Enfermés dehors, la farce sociale délirante et  » destroy  » d’Albert Dupontel s’amuse joyeusement de thèmes graves

On lui a déjà dit que son nouveau film est un  » cartoon social « , et il apprécie grandement, lui qui adore Tex Avery. On lui a suggéré aussi d’y voir  » un Amélie Poulain sous acide « , et il s’en est trouvé heureux, lui qui admire le travail de Jean-Pierre Jeunet. Mais c’est à Chaplin, surtout, qu’Albert Dupontel a pensé en abordant Enfermés dehors, sa troisième réalisation après les ravageurs Bernie (1996) et Le Créateur (1998). Dans cette comédie loufoque, énorme, débridée, il joue lui-même le rôle d’un sans-abri découvrant, après le suicide d’un policier, une valise contenant l’arme et l’uniforme du défunt. Flanqué à la porte du commissariat où il tentait de rapporter sa trouvaille, notre homme va endosser l’uniforme, histoire de profiter d’un repas gratuit au mess. Mais son intervention lors d’un fait divers, dont il sera témoin et où il se trouvera entraîné à son corps défendant, va lui faire découvrir le pouvoir que son apparence policière lui confère désormais aux yeux des autres.
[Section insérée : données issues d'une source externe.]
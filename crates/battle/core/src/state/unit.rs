use super::ids::{ItemTypeId, OrgId, UnitId};
use super::position::{Facing, TilePos};

/// Morale condition. Only `Normal` units accept player orders.
#[derive(
    Clone, Copy, Debug, Default, PartialEq, Eq, Hash, strum::Display, strum::AsRefStr,
)]
#[strum(serialize_all = "snake_case")]
#[cfg_attr(feature = "serde", derive(serde::Serialize, serde::Deserialize))]
pub enum MoraleState {
    #[default]
    Normal,
    Panicked,
    Berserk,
    Controlled,
}

#[derive(
    Clone, Copy, Debug, Default, PartialEq, Eq, Hash, strum::Display, strum::EnumString,
)]
#[strum(serialize_all = "snake_case")]
#[cfg_attr(feature = "serde", derive(serde::Serialize, serde::Deserialize))]
pub enum MovementMode {
    #[default]
    Walking,
    Running,
    Prone,
}

#[derive(Clone, Copy, Debug, Default, PartialEq, Eq, Hash, strum::Display)]
#[strum(serialize_all = "snake_case")]
#[cfg_attr(feature = "serde", derive(serde::Serialize, serde::Deserialize))]
pub enum KneelingMode {
    #[default]
    None,
    Kneeling,
}

#[derive(
    Clone, Copy, Debug, Default, PartialEq, Eq, Hash, strum::Display, strum::EnumString,
)]
#[strum(serialize_all = "snake_case")]
#[cfg_attr(feature = "serde", derive(serde::Serialize, serde::Deserialize))]
pub enum AimingMode {
    #[default]
    Aimed,
    Snap,
    Auto,
}

#[derive(Clone, Copy, Debug, Default, PartialEq, Eq, Hash, strum::Display)]
#[strum(serialize_all = "snake_case")]
#[cfg_attr(feature = "serde", derive(serde::Serialize, serde::Deserialize))]
pub enum FirePermission {
    #[default]
    AtWill,
    CeaseFire,
}

#[derive(
    Clone, Copy, Debug, Default, PartialEq, Eq, Hash, strum::Display, strum::EnumString,
)]
#[strum(serialize_all = "snake_case")]
#[cfg_attr(feature = "serde", derive(serde::Serialize, serde::Deserialize))]
pub enum BehaviorMode {
    Evasive,
    #[default]
    Normal,
    Aggressive,
}

/// Time units a unit keeps back at end of movement for a reaction shot.
#[derive(
    Clone, Copy, Debug, Default, PartialEq, Eq, Hash, strum::Display, strum::EnumString,
)]
#[strum(serialize_all = "snake_case")]
#[cfg_attr(feature = "serde", derive(serde::Serialize, serde::Deserialize))]
pub enum ReserveShotMode {
    #[default]
    None,
    Aimed,
    Snap,
    Auto,
}

/// Physical stance used by the jump order.
#[derive(Clone, Copy, Debug, Default, PartialEq, Eq, Hash, strum::Display)]
#[strum(serialize_all = "snake_case")]
#[cfg_attr(feature = "serde", derive(serde::Serialize, serde::Deserialize))]
pub enum BodyState {
    #[default]
    Standing,
    Kneeling,
    Prone,
    Flying,
    Jumping,
}

#[derive(
    Clone,
    Copy,
    Debug,
    PartialEq,
    Eq,
    Hash,
    PartialOrd,
    Ord,
    strum::Display,
    strum::EnumString,
    strum::EnumCount,
    strum::EnumIter,
)]
#[strum(serialize_all = "snake_case")]
#[cfg_attr(feature = "serde", derive(serde::Serialize, serde::Deserialize))]
pub enum BodyPart {
    Body,
    Helmet,
    LeftArm,
    Legs,
    RightArm,
}

impl BodyPart {
    #[inline]
    pub const fn index(self) -> usize {
        self as usize
    }
}

/// Psi attack currently carried out by a unit.
#[derive(
    Clone, Copy, Debug, Default, PartialEq, Eq, Hash, strum::Display, strum::EnumString,
)]
#[strum(serialize_all = "snake_case")]
#[cfg_attr(feature = "serde", derive(serde::Serialize, serde::Deserialize))]
pub enum PsiStatus {
    #[default]
    NotEngaged,
    Control,
    Panic,
    Stun,
    Probe,
}

/// Energy, attack and defense psi values.
#[derive(Clone, Copy, Debug, Default, PartialEq, Eq, Hash)]
#[cfg_attr(feature = "serde", derive(serde::Serialize, serde::Deserialize))]
pub struct PsiStats {
    pub energy: i32,
    pub attack: i32,
    pub defense: i32,
}

impl PsiStats {
    pub const ZERO: Self = Self::new(0, 0, 0);

    pub const fn new(energy: i32, attack: i32, defense: i32) -> Self {
        Self {
            energy,
            attack,
            defense,
        }
    }
}

/// Read-only copy of the unit state the interaction layer consults.
#[derive(Clone, Debug, Default, PartialEq, Eq)]
#[cfg_attr(feature = "serde", derive(serde::Serialize, serde::Deserialize))]
pub struct UnitView {
    pub id: UnitId,
    pub owner: OrgId,

    // Liveness
    pub alive: bool,
    pub conscious: bool,
    pub retreated: bool,
    pub morale: MoraleState,

    // Placement
    pub tile: TilePos,
    pub goal: TilePos,
    pub facing: Facing,
    pub goal_facing: Facing,
    /// Tiles moved recently; drives the turn-based motion scanner.
    pub tiles_moved: u32,

    // Movement
    pub time_units: i32,
    pub can_move: bool,
    pub movement_mode: MovementMode,
    pub can_run: bool,
    pub can_fly: bool,
    pub large: bool,
    pub max_height: i32,

    // Equipment
    pub has_inventory: bool,
    pub throwing: bool,
    /// Front mission is a time-unit wait that may continue a partial move.
    pub continuable_move: bool,

    // Psi
    pub psi_status: PsiStatus,
    pub psi_item: Option<ItemTypeId>,
    pub psi_current: PsiStats,
    pub psi_max: PsiStats,

    // Medical
    pub fatal_wounds: [u16; <BodyPart as strum::EnumCount>::COUNT],
    pub healing: Option<BodyPart>,

    // Standing orders
    pub fire_permission: FirePermission,
    pub aiming: AimingMode,
    pub kneeling: KneelingMode,
    pub behavior: BehaviorMode,
    pub reserve_shot: ReserveShotMode,
    pub reserve_kneel: KneelingMode,
}

impl UnitView {
    /// Alive, conscious, still on the field, owned by `player` and in normal morale.
    pub fn is_controllable_by(&self, player: OrgId) -> bool {
        self.alive
            && self.conscious
            && !self.retreated
            && self.owner == player
            && self.morale == MoraleState::Normal
    }

    pub fn fatal_wound(&self, part: BodyPart) -> u16 {
        self.fatal_wounds[part.index()]
    }
}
Une femme et l’amour qu’il éprouvera pour elle lui feront exercer ce pouvoir dans un sens positif… tout en croisant sur sa route un financier véreux et cynique, qui jouera dans l’affaire un rôle des plus surprenants…

Avec ses gags décapants, parfois violents comme ceux des burlesques du cinéma muet, sa sensibilité à l’injustice et sa grande générosité, Enfermés dehors a les couleurs contrastées de la révolte et du plaisir. Dupontel y joue, avec inventivité, du potentiel des images qu’il accélère, triture, déforme et exacerbe avec l’aide inspirée du jeune et talentueux chef-opérateur belge Benoît Debie (rencontré sur le tournage d’ Irréversible, de Gaspard Noé). D’autres Belges, dont Yolande Moreau et Bouli Lanners, sont également de la partie, tout comme les ex-Monty Pythons Terry Gilliam et Terry Jones, complices d’une comédie survoltée, anarchisante et tendre, comme a su en trousser autrefois Jean-Pierre Mocky. Bien sûr, Enfermés dehors ne saurait plaire à tout le monde. Son humour fou, sa dinguerie assumée, son flirt intime avec le comique le plus consternant lui vaudront sans aucun doute quelques contempteurs acharnés. Mais cet ovni cinématographique aux excès sans retour, aux rythmes de rock dur et abritant un grand c£ur solidaire des exclus de tous poil, couleur et caractère, réjouira par ailleurs plus d’un spectateur soumis à sa déferlante rebelle. Le rire n’est jamais très loin des larmes, et il n’est de plus sûr remède au désespoir. Le  » modeste condensé des mythes chaplinesques  » mijoté par Dupontel est un remède vigoureux et jouissif à la triste et facile tentation du misérabilisme.

L.D.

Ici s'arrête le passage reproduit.